Retreat into mysticism
Following the war Doyle retreated into his search for spiritism, a pursuit he had always had an intense interest in investigating. His wife, acknowledged to be an educated and levelheaded woman, followed him in these pursuits, going so far as to develop a talent for 'trance writing'. The press turned on him and mocked him while the clergy disapproved of him, but no one could deter him. He gave his first public lecture on spiritism in October 1917, though he knew that his reputation would be damaged. By the end of 1918 he had almost given up fiction to concentrate on writing about spiritism. Harry Price, a dedicated debunker of psychic phenomena, said that the zeal of Doyle was exceeded only by his credulity. The Strand in 1920 published an article by Doyle which contained some amazing photographs. The photos were taken by two young ladies in the Yorkshire village of Cottlingley which purported to be of fairies which inhabited the environs of their home. Doyle had the photos examined by two independant agencies. The first was Kodak who stated that in their opinion the negatives had not been doctored or altered. They further said however that they could also produce similar results and could not therefore state that the photos were in fact genuine. A second investigator named Harold Snelling pronounced the photos genuine. Doyle accepted the statement as indisputable fact and promoted the photos as proof positive for the existence of fairies.

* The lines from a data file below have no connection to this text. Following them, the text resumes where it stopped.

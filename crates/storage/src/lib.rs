//! On-disk blob store.
//!
//! Blobs are opaque byte files keyed by `(namespace, key)` — for Orbit, the
//! satellite id and the derived piece id. Layout:
//!
//! ```text
//! <root>/blobs/<ns[0]>/<ns[1..]>/<key[0]>/<key[1..]>.sj1
//! <root>/temp/<key>.tmp.<seq>
//! <root>/quarantine/<ns>-<key>.sj1
//! ```
//!
//! Directory components are lowercase hex; the single leading byte of
//! namespace and key fans entries out across 256 directories each, bounding
//! per-directory entry counts.
//!
//! Writes are create-then-commit: bytes stream into a temp file, `commit`
//! fsyncs, renames into place and fsyncs the parent directory. A crash
//! before commit leaves only temp garbage; a torn rename is surfaced to the
//! layer above as a header that fails verification, and `quarantine` moves
//! such files aside for the garbage sweep to report and reclaim.

pub mod store;

pub use store::{BlobInfo, BlobReader, BlobRef, BlobStore, BlobWriter, FileStore};
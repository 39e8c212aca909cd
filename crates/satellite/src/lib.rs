//! # Orbit Satellite
//!
//! The trusted coordinator role: it knows where every segment's pieces live,
//! mints the order limits that authorize every byte of traffic, samples
//! stripes to catch nodes that lost or altered data, and restores redundancy
//! when too many pieces go missing.
//!
//! Subsystems:
//!
//! - [`metainfo`] — the byte-safe pointer store mapping segment paths to
//!   piece placements, with compare-and-swap piece updates.
//! - [`overlay`] — per-node dossiers (address, capacity, reputation),
//!   weighted-random node selection, disqualification.
//! - [`orders`] — order-limit issuance, receipt settlement with serial
//!   dedup, archival, and the hourly bandwidth rollup.
//! - [`audit`] — stripe sampling, share verification, containment of nodes
//!   with inconclusive outcomes, and reputation reporting.
//! - [`repair`] — the injury checker, the leased repair queue, and the
//!   worker that reconstructs and re-places lost pieces.
//! - [`gc`] — the retain-filter sender that lets storage nodes reconcile
//!   their blob sets against the pointer store.
//! - [`tally`] — pointer-derived storage totals and the consistency check
//!   against settled upload receipts.
//! - [`transport`] — the dialer used by audit and repair to reach storage
//!   nodes, with errors classified for the audit outcome table.

pub mod audit;
pub mod gc;
pub mod metainfo;
pub mod orders;
pub mod overlay;
pub mod peer;
pub mod repair;
pub mod tally;
pub mod transport;

pub use peer::Satellite;
pub use transport::{PieceTransport, RemoteTransport, TransportError};
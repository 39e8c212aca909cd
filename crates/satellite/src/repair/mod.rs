//! Repair: detection, queueing and reconstruction of injured segments.
//!
//! The [`checker`] sweeps pointers and enqueues segments whose healthy-piece
//! count has fallen to the repair threshold; the [`queue`] orders them by
//! severity under per-segment leases; the [`repairer`] reconstructs lost
//! pieces from survivors and rewrites the pointer with a compare-and-swap.

pub mod checker;
pub mod queue;
pub mod repairer;

pub use checker::{Checker, CheckerStats};
pub use queue::{InjuredSegment, RepairQueue};
pub use repairer::{RepairOutcome, RepairWorker, SegmentRepairer};
#[tokio::test(flavor = "multi_thread", worker_threads = 4)]
async fn test_reverify_drops_pending_for_vanished_node() {
    let planet = Planet::new(4, quick_config()).await;
    let path = segment_path(b"vanished");
    let data = random_bytes(512);

    let pointer = planet
        .upload_segment(&path, &data, test_redundancy())
        .await
        .expect("upload");
    let remote = pointer.remote().expect("remote").clone();
    let slow = remote.pieces[0].clone();
    let slow_addr = planet.node(&slow.node_id).addr.clone();

    planet.transport.stall(&slow_addr);
    planet
        .satellite
        .verifier
        .verify(&path)
        .await
        .expect("verify");
    assert!(planet.satellite.containment.get(&slow.node_id).is_some());
    planet.transport.heal(&slow_addr);

    // the node disappears from the pointer before the reverify
    let current = planet.satellite.metainfo.get(&path).expect("pointer");
    planet
        .satellite
        .metainfo
        .update_pieces(&path, &current, Vec::new(), &[slow.node_id])
        .expect("remove piece");

    let report = planet
        .satellite
        .verifier
        .reverify(&path)
        .await
        .expect("reverify");
    // dropped silently: neither success nor failure is credited
    assert!(!report.successes.contains(&slow.node_id));
    assert!(!report.fails.contains(&slow.node_id));
    assert!(planet.satellite.containment.get(&slow.node_id).is_none());
}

The year 1920 also saw Doyle's introduction to the great magician Harry Houdini. Houdini himself had earlier had an interest in spiritism after his mother's death. He had come to the conclusion that spiritists and mediums were charlatans and set upon a crusade to expose them. Houdini however still had an open mind and hoped to find a genuine medium to aid him in contacting her. Doyle hoped to bring him back into the fold. The two men became friends. In 1922 a seance occurred in which Doyle, Houdini and their wives attended. Doyle's wife Jean produced 15 pages of automatic writing supposedly from Houdini's mother. Houdini questioned the veracity of the documents as they were in English, a language unknown to his mother. The writings failed to mention that the seance occurred on Houdini's mother's birthday, a fact of some significance. Doyle glossed over the discrepencies but Houdini failed to accept these excuses. The relationship experienced a rift which was never healed.

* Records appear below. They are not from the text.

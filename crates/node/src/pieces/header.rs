//! The self-describing piece header.
//!
//! Format v1 and later reserve the first 512 bytes of every piece file for a
//! framed header: a u16 big-endian length followed by the bincode-encoded
//! [`PieceHeader`], zero-padded to the reserved size. Any party holding the
//! piece file and the satellite's public key can verify that this node
//! accepted the piece under a legitimate PUT: the header carries the order
//! limit and the uplink's signed piece hash.
//!
//! Format v0 predates the embedded header; its header fields live in a
//! side table (see [`super::legacy`]) and the piece file is bare payload.
//! v0 is read-only: new pieces are always written as v1.

use serde::{Deserialize, Serialize};

use orbit_common::error::{Error, Result};
use orbit_common::orders::{OrderLimit, PieceHash};

/// Bytes reserved at the front of every v1+ piece file.
pub const HEADER_RESERVED: usize = 512;

/// Current header format version.
pub const FORMAT_V1: u16 = 1;

/// Hash algorithm used over the piece payload.
#[derive(Debug, Clone, Copy, PartialEq, Eq, Serialize, Deserialize)]
pub enum HashAlgorithm {
    Sha256,
}

#[derive(Debug, Clone, PartialEq, Eq, Serialize, Deserialize)]
pub struct PieceHeader {
    pub format_version: u16,
    pub hash_algorithm: HashAlgorithm,
    pub creation_ms: u64,
    /// The uplink's signed commitment to the payload.
    pub uplink_hash: PieceHash,
    /// The order limit the piece arrived under.
    pub order_limit: OrderLimit,
}

impl PieceHeader {
    /// SHA-256 of the payload as recorded at commit.
    #[must_use]
    pub fn payload_hash(&self) -> &[u8; 32] {
        &self.uplink_hash.hash
    }

    /// Encode into the fixed reserved region.
    pub fn to_reserved_bytes(&self) -> Result<Vec<u8>> {
        let body = bincode::serialize(self)
            .map_err(|e| Error::internal(format!("header encode: {}", e)))?;
        if body.len() > HEADER_RESERVED - 2 {
            return Err(Error::corrupt(format!(
                "piece header {} bytes exceeds reserved region",
                body.len()
            )));
        }
        let mut out = vec![0u8; HEADER_RESERVED];
        out[..2].copy_from_slice(&(body.len() as u16).to_be_bytes());
        out[2..2 + body.len()].copy_from_slice(&body);
        Ok(out)
    }

    /// Decode from the reserved region. Fails with `Integrity` on any
    /// malformed framing so callers can quarantine torn files.
    pub fn from_reserved_bytes(bytes: &[u8]) -> Result<PieceHeader> {
        if bytes.len() < HEADER_RESERVED {
            return Err(Error::integrity("piece file shorter than header region"));
        }
        let len = u16::from_be_bytes([bytes[0], bytes[1]]) as usize;
        if len == 0 || len > HEADER_RESERVED - 2 {
            return Err(Error::integrity(format!("bad header frame length {}", len)));
        }
        let header: PieceHeader = bincode::deserialize(&bytes[2..2 + len])
            .map_err(|e| Error::integrity(format!("header decode: {}", e)))?;
        if header.format_version == 0 || header.format_version > FORMAT_V1 {
            return Err(Error::integrity(format!(
                "unsupported header format {}",
                header.format_version
            )));
        }
        Ok(header)
    }
}

#[cfg(test)]
mod tests {
    use super::*;
    use orbit_common::id::{NodeId, PieceId};
    use orbit_common::identity::Identity;
    use orbit_common::orders::{sign_order_limit, Action};

    fn sample_header() -> PieceHeader {
        let satellite = Identity::generate();
        let uplink = Identity::generate();
        let piece_id = PieceId::generate();
        let limit = sign_order_limit(
            &satellite,
            uplink.node_id(),
            uplink.public_key(),
            NodeId::from_public_key_bytes(&[1u8; 32]),
            piece_id,
            Action::Put,
            4096,
            Some(1_800_000_000_000),
            1_700_000_000_000,
        );
        let uplink_hash = PieceHash::sign(&uplink, piece_id, [9u8; 32], 4096, 1_699_999_000_000);
        PieceHeader {
            format_version: FORMAT_V1,
            hash_algorithm: HashAlgorithm::Sha256,
            creation_ms: 1_700_000_000_123,
            uplink_hash,
            order_limit: limit,
        }
    }

    #[test]
    fn test_header_fits_reserved_region() {
        let bytes = sample_header().to_reserved_bytes().expect("encode");
        assert_eq!(bytes.len(), HEADER_RESERVED);
    }

    #[test]
    fn test_header_roundtrip() {
        let header = sample_header();
        let bytes = header.to_reserved_bytes().expect("encode");
        let back = PieceHeader::from_reserved_bytes(&bytes).expect("decode");
        assert_eq!(header, back);
    }

    #[test]
    fn test_torn_header_is_integrity_error() {
        let mut bytes = sample_header().to_reserved_bytes().expect("encode");
        bytes[2] ^= 0xff;
        assert!(matches!(
            PieceHeader::from_reserved_bytes(&bytes),
            Err(Error::Integrity(_))
        ));

        // zeroed region (crash before header landed)
        let zeros = vec![0u8; HEADER_RESERVED];
        assert!(matches!(
            PieceHeader::from_reserved_bytes(&zeros),
            Err(Error::Integrity(_))
        ));

        // short file
        assert!(matches!(
            PieceHeader::from_reserved_bytes(&[1, 2, 3]),
            Err(Error::Integrity(_))
        ));
    }
}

Doyle,along with his wife and family traveled to America, Australia, and Africa in furtherance of his interest in spiritism. Over the years he was to spend over a quarter million pounds following this quest. Finding himself in need of funds, in 1926 Professor Challenger reappeared in The Land of Mist which was followed by 2 other novels. In 1928 Doyle created 12 stories about his famous detective in The Casebook of Sherlock Holmes. This was the swansong for the great sleuth's career.

The final act
The fall of 1929 saw Doyle off again on a tour of the Scandinavian countries in promotion of his psychic interests. Afflicted with angina, Doyle had to be carried off the ship upon his return. He was bedridden from that point forward, except for one occasion. In the cold springtime of 1930 he arose from his bed, went unseen into the garden and collapsed. He was found lying on the ground, one hand to his heart, the other holding a single white snowdrop. He died on July 7, 1930, surrounded by his family. His last words were for his wife when he breathed "You are wonderful", and then expired. He is buried in the Church Yard at Minstead in the New Forest, Hampshire, England. A statue in his honor was erected at Crowborough Cross at Crowborough, East Sussex, England. A statue of Sherlock Holmes stands at Picardy Place, Edinburgh, Scotland near the birthplace of the immortal author.

Adventurer, physician, author, playwrite, husband, father, soldier are terms used to describe Sir Arthur Conan Doyle. Any one of these would be an accomplishment in its own right, but Doyle wore them all with equal strength. He left a legacy to be envied by all that followed in his footsteps.